**About this task:** Your answer should be one number: how many lines of the data include the string "Relaxed"?

Stored data entries
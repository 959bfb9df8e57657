//! Requester and responder talking through a real mapped file.

use std::path::Path;
use std::sync::atomic::{AtomicBool, Ordering};
use std::sync::Arc;
use std::thread::{self, JoinHandle};
use std::time::Duration;

use cardest::inference::features::FEATURE_DIM;
use cardest::ipc::layout::{RESP_SEQ, REQ_SEQ};
use cardest::ipc::StatusCode;
use cardest::models::domain::{Activation, BaseEncoder, Dense, Mlp};
use cardest::models::{encode_model, FsModelStore, Model};
use cardest::{AppCfg, ControlBlock, EstimateRequest, OpcodeDispatcher, PollLoop, Requester};

const TIMEOUT: Duration = Duration::from_secs(5);
const WIDTH: usize = 3;

struct Responder {
    stop: Arc<AtomicBool>,
    handle: Option<JoinHandle<()>>,
}

impl Responder {
    fn spawn(region: &Path, cfg: &AppCfg) -> Self {
        let block = ControlBlock::open(region).expect("open region");
        let mut poll = PollLoop::new(
            block,
            OpcodeDispatcher::from_cfg(cfg),
            Duration::from_micros(50),
        );
        let stop = Arc::new(AtomicBool::new(false));
        let flag = Arc::clone(&stop);
        let handle = thread::spawn(move || {
            while !flag.load(Ordering::Relaxed) {
                poll.step();
            }
        });
        Self {
            stop,
            handle: Some(handle),
        }
    }
}

impl Drop for Responder {
    fn drop(&mut self) {
        self.stop.store(true, Ordering::Relaxed);
        if let Some(handle) = self.handle.take() {
            let _ = handle.join();
        }
    }
}

fn cfg_for(root: &Path, query_cmd: Option<&str>) -> AppCfg {
    AppCfg {
        data_root: root.to_path_buf(),
        query_cmd: query_cmd.map(str::to_string),
        ..AppCfg::default()
    }
}

fn dense(inputs: usize, outputs: usize, scale: f32) -> Dense {
    let weights = (0..inputs * outputs)
        .map(|i| ((i % 5) as f32 - 2.0) * scale)
        .collect();
    Dense::new(inputs, outputs, weights, vec![0.1; outputs], Activation::Identity)
        .expect("dense")
}

fn install_models(store: &FsModelStore) {
    let encoder = Model::BaseEncoder(BaseEncoder {
        token_proj: dense(FEATURE_DIM, WIDTH, 0.05),
        namespace_proj: dense(FEATURE_DIM, WIDTH, 0.02),
        entity_proj: dense(FEATURE_DIM, WIDTH, 0.03),
        mlp: Mlp::new(vec![dense(WIDTH + 1, WIDTH, 0.1)]).expect("mlp"),
    });
    let layer = Model::Layer(Mlp::new(vec![dense(WIDTH, WIDTH, 0.2)]).expect("layer"));
    let head = Model::Head(Mlp::new(vec![dense(WIDTH, 1, 0.3)]).expect("head"));

    store
        .put_model("base_encoder_v1", &encode_model(&encoder).expect("encode"))
        .expect("put");
    store
        .put_model("ordered_layer_v1", &encode_model(&layer).expect("encode"))
        .expect("put");
    store
        .put_model("output_head_v1", &encode_model(&head).expect("encode"))
        .expect("put");
    store
        .put_entity_model("shop", "orders", &encode_model(&layer).expect("encode"))
        .expect("put");
}

#[test]
fn passthrough_when_no_models_are_installed() {
    let dir = tempfile::tempdir().expect("tempdir");
    let region = dir.path().join("region.shm");
    let mut requester = Requester::create(&region).expect("create");
    let _responder = Responder::spawn(&region, &cfg_for(dir.path(), None));

    assert!(requester.await_ready(TIMEOUT));

    let req = EstimateRequest::new("shop", "orders", "(> amount 10)", "", 1000);
    let value = requester.estimate(&req, TIMEOUT).expect("estimate");
    assert_eq!(value, 1000.0);
    assert_eq!(requester.block().load_seq(RESP_SEQ), requester.seq());
}

#[test]
fn installed_models_produce_predictions_and_announce_histograms() {
    let dir = tempfile::tempdir().expect("tempdir");
    let cfg = cfg_for(dir.path(), None);
    install_models(&FsModelStore::new(&cfg));

    let region = dir.path().join("region.shm");
    let mut requester = Requester::create(&region).expect("create");
    let _responder = Responder::spawn(&region, &cfg);
    assert!(requester.await_ready(TIMEOUT));

    let req = EstimateRequest::new(
        "shop",
        "orders",
        "(and (> amount 10) (< amount 99))",
        "",
        5000,
    );
    let first = requester.estimate(&req, TIMEOUT).expect("estimate");
    assert!(first.is_finite() && first >= 0.0);
    assert_ne!(first, 5000.0);

    let status = requester.poll_status().expect("histogram status");
    assert_eq!(status.code, StatusCode::Info);
    assert_eq!(status.message, "loaded histogram shop.orders");

    let second = requester.estimate(&req, TIMEOUT).expect("estimate");
    assert_eq!(first.to_bits(), second.to_bits());
    assert!(requester.poll_status().is_none());

    let ordered = EstimateRequest::new("shop", "orders", "(> amount 10)", "amount|id", 5000);
    assert!(requester.estimate(&ordered, TIMEOUT).expect("ordered") >= 0.0);

    let unknown = EstimateRequest::new("shop", "returns", "(> amount 10)", "", 5000);
    assert_eq!(requester.estimate(&unknown, TIMEOUT).expect("unknown"), 5000.0);
}

#[test]
fn fetch_model_round_trips_raw_bytes() {
    let dir = tempfile::tempdir().expect("tempdir");
    let cfg = cfg_for(dir.path(), None);
    let store = FsModelStore::new(&cfg);
    store.put_model("m1", b"\x00opaque\xffbytes").expect("put");

    let region = dir.path().join("region.shm");
    let mut requester = Requester::create(&region).expect("create");
    let _responder = Responder::spawn(&region, &cfg);
    assert!(requester.await_ready(TIMEOUT));

    let bytes = requester.fetch_model("m1", TIMEOUT).expect("fetch");
    assert_eq!(bytes, b"\x00opaque\xffbytes");
    assert!(requester.poll_status().is_none());

    let missing = requester.fetch_model("missing", TIMEOUT).expect("fetch");
    assert!(missing.is_empty());
    let status = requester.poll_status().expect("error status");
    assert_eq!(status.code, StatusCode::Error);
    assert_eq!(status.message, "model not found: missing");
}

#[test]
fn execute_forwards_to_the_query_command() {
    let dir = tempfile::tempdir().expect("tempdir");
    let cfg = cfg_for(dir.path(), Some("tr a-z A-Z"));
    let region = dir.path().join("region.shm");
    let mut requester = Requester::create(&region).expect("create");
    let _responder = Responder::spawn(&region, &cfg);
    assert!(requester.await_ready(TIMEOUT));

    let answer = requester.execute("select 1", TIMEOUT).expect("execute");
    assert_eq!(answer, "SELECT 1");
}

#[test]
fn execute_streams_a_query_larger_than_a_pipe_buffer() {
    let dir = tempfile::tempdir().expect("tempdir");
    let cfg = cfg_for(dir.path(), Some("cat"));
    let region = dir.path().join("region.shm");
    let mut requester = Requester::create(&region).expect("create");
    let _responder = Responder::spawn(&region, &cfg);
    assert!(requester.await_ready(TIMEOUT));

    let query = "select 1 union all ".repeat(16 * 1024);
    assert!(query.len() > 256 * 1024);
    let answer = requester.execute(&query, Duration::from_secs(20)).expect("execute");
    assert_eq!(answer, query);
    assert!(requester.poll_status().is_none());
}

#[test]
fn execute_without_engine_returns_the_error_text() {
    let dir = tempfile::tempdir().expect("tempdir");
    let region = dir.path().join("region.shm");
    let mut requester = Requester::create(&region).expect("create");
    let _responder = Responder::spawn(&region, &cfg_for(dir.path(), None));
    assert!(requester.await_ready(TIMEOUT));

    let answer = requester.execute("select 1", TIMEOUT).expect("execute");
    assert_eq!(answer, "engine: no query engine configured");
    let status = requester.poll_status().expect("error status");
    assert_eq!(status.code, StatusCode::Error);
    assert_eq!(status.message, answer);
}

#[test]
fn unknown_opcode_gets_an_empty_answer() {
    let dir = tempfile::tempdir().expect("tempdir");
    let region = dir.path().join("region.shm");
    let mut requester = Requester::create(&region).expect("create");
    let _responder = Responder::spawn(&region, &cfg_for(dir.path(), None));
    assert!(requester.await_ready(TIMEOUT));

    let body = requester.generic(42, b"anything", TIMEOUT).expect("generic");
    assert!(body.is_empty());
    assert!(requester.poll_status().is_none());
}

#[test]
fn sequences_advance_once_per_request() {
    let dir = tempfile::tempdir().expect("tempdir");
    let region = dir.path().join("region.shm");
    let mut requester = Requester::create(&region).expect("create");
    let _responder = Responder::spawn(&region, &cfg_for(dir.path(), None));
    assert!(requester.await_ready(TIMEOUT));

    for n in 1..=20u64 {
        let req = EstimateRequest::new("ns", "t", "true", "", n);
        assert_eq!(requester.estimate(&req, TIMEOUT).expect("estimate"), n as f64);
        assert_eq!(requester.block().load_seq(REQ_SEQ), n);
        assert_eq!(requester.block().load_seq(RESP_SEQ), n);
    }
}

**Result of this task:** 2